Marvel and Netflix became aware of the movement to cast an Asian-American as Danny Rand, particularly after Chow began writing on the subject in March 2014, and considered several Asian-American actors for the role. This included Lewis Tan, who went on to guest star as the villain Zhou Cheng in the season. However, by the time Buck was announced as showrunner in December 2015, the studios were "leaning toward keeping Iron Fist white." Jones, who is white, was cast in February 2016.

Following the casting, io9s Rob Bricken spoke out against commentators who accepted Jones's casting because Marvel had been in a "damned if they do, damned if they don't" situation, feeling this was not true because the benefits that could have come from casting an Asian-American actor—including having the character "reclaim his Asian heritage, instead of taking it from others"—outweighed just copying the stereotypes from the comics. His colleague Katharine Trendecosta later added, after watching the completed season, that an Asian-American Danny Rand would have been more interesting than the final version, especially in being able to explore how he felt about returning to America having become more of a stereotype, and feeling out of place in K'un Lun due to being American while feeling out of place among the high-society circles of America due to being Asian. In response to these criticisms, Jones agreed that "there needs to be more diversity in film and television" but was confused why Iron Fist in particular had been targeted by internet commentators and said that they should get angry at "real problems in the world" instead. After the irony of him championing diversity through his Twitter account was raised with Jones in March 2017, he added that the producers chose to lean in to the problematic aspects of the character and surround him with "one of the most diverse" casts of the Marvel Netflix series to create a "socially progressive story" without alienating the comic fan base. Jones subsequently took down his Twitter account.

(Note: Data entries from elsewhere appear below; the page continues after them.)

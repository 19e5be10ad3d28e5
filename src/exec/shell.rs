// src/exec/shell.rs

//! Shell executor: runs the task's `command` in a subprocess.

use std::future::Future;
use std::pin::Pin;
use std::process::Stdio;

use anyhow::Context;
use tokio::process::Command;
use tracing::{debug, info};

use crate::config::model::Task;
use crate::errors::{ClampanyError, Result};
use crate::exec::executor::Executor;

/// Environment variable holding the outputs of the task's dependencies.
pub const INPUT_ENV: &str = "CLAMPANY_INPUT";
/// Environment variable holding the task name.
pub const TASK_ENV: &str = "CLAMPANY_TASK";
/// Environment variable holding the rendered prompt.
pub const PROMPT_ENV: &str = "CLAMPANY_PROMPT";

/// Runs `command` through the platform shell.
///
/// The output is stdout followed by stderr. A non-zero exit status is an
/// error, as is a task without a command.
#[derive(Debug, Clone, Default)]
pub struct ShellExecutor;

impl ShellExecutor {
    pub fn new() -> Self {
        Self
    }

    async fn run(&self, task: &Task, input: &str) -> Result<String> {
        let Some(command) = task.command.as_deref() else {
            return Err(ClampanyError::MissingCommand {
                task: task.name.clone(),
            });
        };

        info!(task = %task.name, cmd = %command, "starting shell command");

        // Build a shell command appropriate for the platform.
        let mut cmd = if cfg!(windows) {
            let mut c = Command::new("cmd");
            c.arg("/C").arg(command);
            c
        } else {
            let mut c = Command::new("sh");
            c.arg("-c").arg(command);
            c
        };

        cmd.env(INPUT_ENV, input)
            .env(TASK_ENV, &task.name)
            .env(PROMPT_ENV, task.render_prompt(input))
            .stdin(Stdio::null())
            .stdout(Stdio::piped())
            .stderr(Stdio::piped())
            .kill_on_drop(true);

        let output = cmd
            .output()
            .await
            .with_context(|| format!("spawning process for task '{}'", task.name))?;

        let mut text = String::from_utf8_lossy(&output.stdout).into_owned();
        text.push_str(&String::from_utf8_lossy(&output.stderr));

        debug!(
            task = %task.name,
            exit_code = output.status.code().unwrap_or(-1),
            bytes = text.len(),
            "shell command exited"
        );

        if !output.status.success() {
            return Err(ClampanyError::CommandFailed {
                task: task.name.clone(),
                status: output.status.to_string(),
            });
        }

        Ok(text)
    }
}

impl Executor for ShellExecutor {
    fn execute<'a>(
        &'a self,
        task: &'a Task,
        input: &'a str,
    ) -> Pin<Box<dyn Future<Output = Result<String>> + Send + 'a>> {
        Box::pin(self.run(task, input))
    }
}
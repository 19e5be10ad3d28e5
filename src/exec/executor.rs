// src/exec/executor.rs

//! Synchronous executor contract and the role -> executor registry.

use std::collections::HashMap;
use std::fmt;
use std::future::Future;
use std::pin::Pin;
use std::sync::Arc;

use crate::config::model::{Role, Task};
use crate::errors::{ClampanyError, Result};
use crate::exec::human::HumanExecutor;
use crate::exec::shell::ShellExecutor;
use crate::types::RoleType;

/// Performs one task and returns its output text.
///
/// `input` holds the outputs of the task's dependencies. Implementations may
/// block for an unbounded time (a human answering a prompt).
pub trait Executor: Send + Sync {
    fn execute<'a>(
        &'a self,
        task: &'a Task,
        input: &'a str,
    ) -> Pin<Box<dyn Future<Output = Result<String>> + Send + 'a>>;
}

/// Executors keyed by role name.
///
/// AI roles never get an entry: their tasks are handed to an
/// [`AiDispatcher`](crate::exec::ai::AiDispatcher) instead.
#[derive(Clone, Default)]
pub struct ExecutorRegistry {
    by_role: HashMap<String, Arc<dyn Executor>>,
}

impl fmt::Debug for ExecutorRegistry {
    fn fmt(&self, f: &mut fmt::Formatter<'_>) -> fmt::Result {
        let mut roles: Vec<_> = self.by_role.keys().collect();
        roles.sort();
        f.debug_struct("ExecutorRegistry")
            .field("roles", &roles)
            .finish()
    }
}

impl ExecutorRegistry {
    pub fn new() -> Self {
        Self::default()
    }

    /// Registry with the standard executors: every shell role gets a
    /// [`ShellExecutor`], every human role shares one terminal
    /// [`HumanExecutor`].
    pub fn from_roles(roles: &[Role]) -> Self {
        let shell: Arc<dyn Executor> = Arc::new(ShellExecutor::new());
        let human: Arc<dyn Executor> = Arc::new(HumanExecutor::stdio());

        let mut registry = Self::new();
        for role in roles {
            match role.role_type {
                RoleType::Shell => registry.register(&role.name, Arc::clone(&shell)),
                RoleType::Human => registry.register(&role.name, Arc::clone(&human)),
                RoleType::Ai => {}
            }
        }
        registry
    }

    pub fn register(&mut self, role: impl Into<String>, executor: Arc<dyn Executor>) {
        self.by_role.insert(role.into(), executor);
    }

    pub fn with(mut self, role: impl Into<String>, executor: Arc<dyn Executor>) -> Self {
        self.register(role, executor);
        self
    }

    pub fn get(&self, role: &str) -> Result<Arc<dyn Executor>> {
        self.by_role
            .get(role)
            .cloned()
            .ok_or_else(|| ClampanyError::NoExecutor(role.to_string()))
    }

    pub fn len(&self) -> usize {
        self.by_role.len()
    }

    pub fn is_empty(&self) -> bool {
        self.by_role.is_empty()
    }
}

In response to specific criticisms that Rand is a "white savior", Buck said that he had approached the character without knowing of the racial issues surrounding him and his comic history, and that "I can say most definitively Danny Rand is no white saviour. He's trying to save himself, if anything." Jones agreed, saying, "Danny Rand is not a white savior. Danny Rand can hardly save himself, let alone an entire race of people. He is a very complicated, vulnerable individual." Jones felt that changing K'un Lun to be a multi-cultural place for the series aided in lessening the white savior narrative, while stating, "It's up to the writers to address thematic and narrative choices. And it's up to us as actors to try and breathe life into these characters as truthfully and as honestly and with [as much] genuine passion as possible." Roy Thomas, co-creator of the character, also defended the season following accusations of cultural appropriation, saying that the character was created for a less "PC" time and that K'un Lun was always meant to be a mythical place rather than a representation of Asia. Thomas added that he would not be bothered if the character had been changed to Asian-American, but was not "ashamed" that Rand remained white.

=== Accolades ===
The season was nominated for Best New Media Superhero Series at the 44th Saturn Awards, but lost to Marvel's own The Punisher.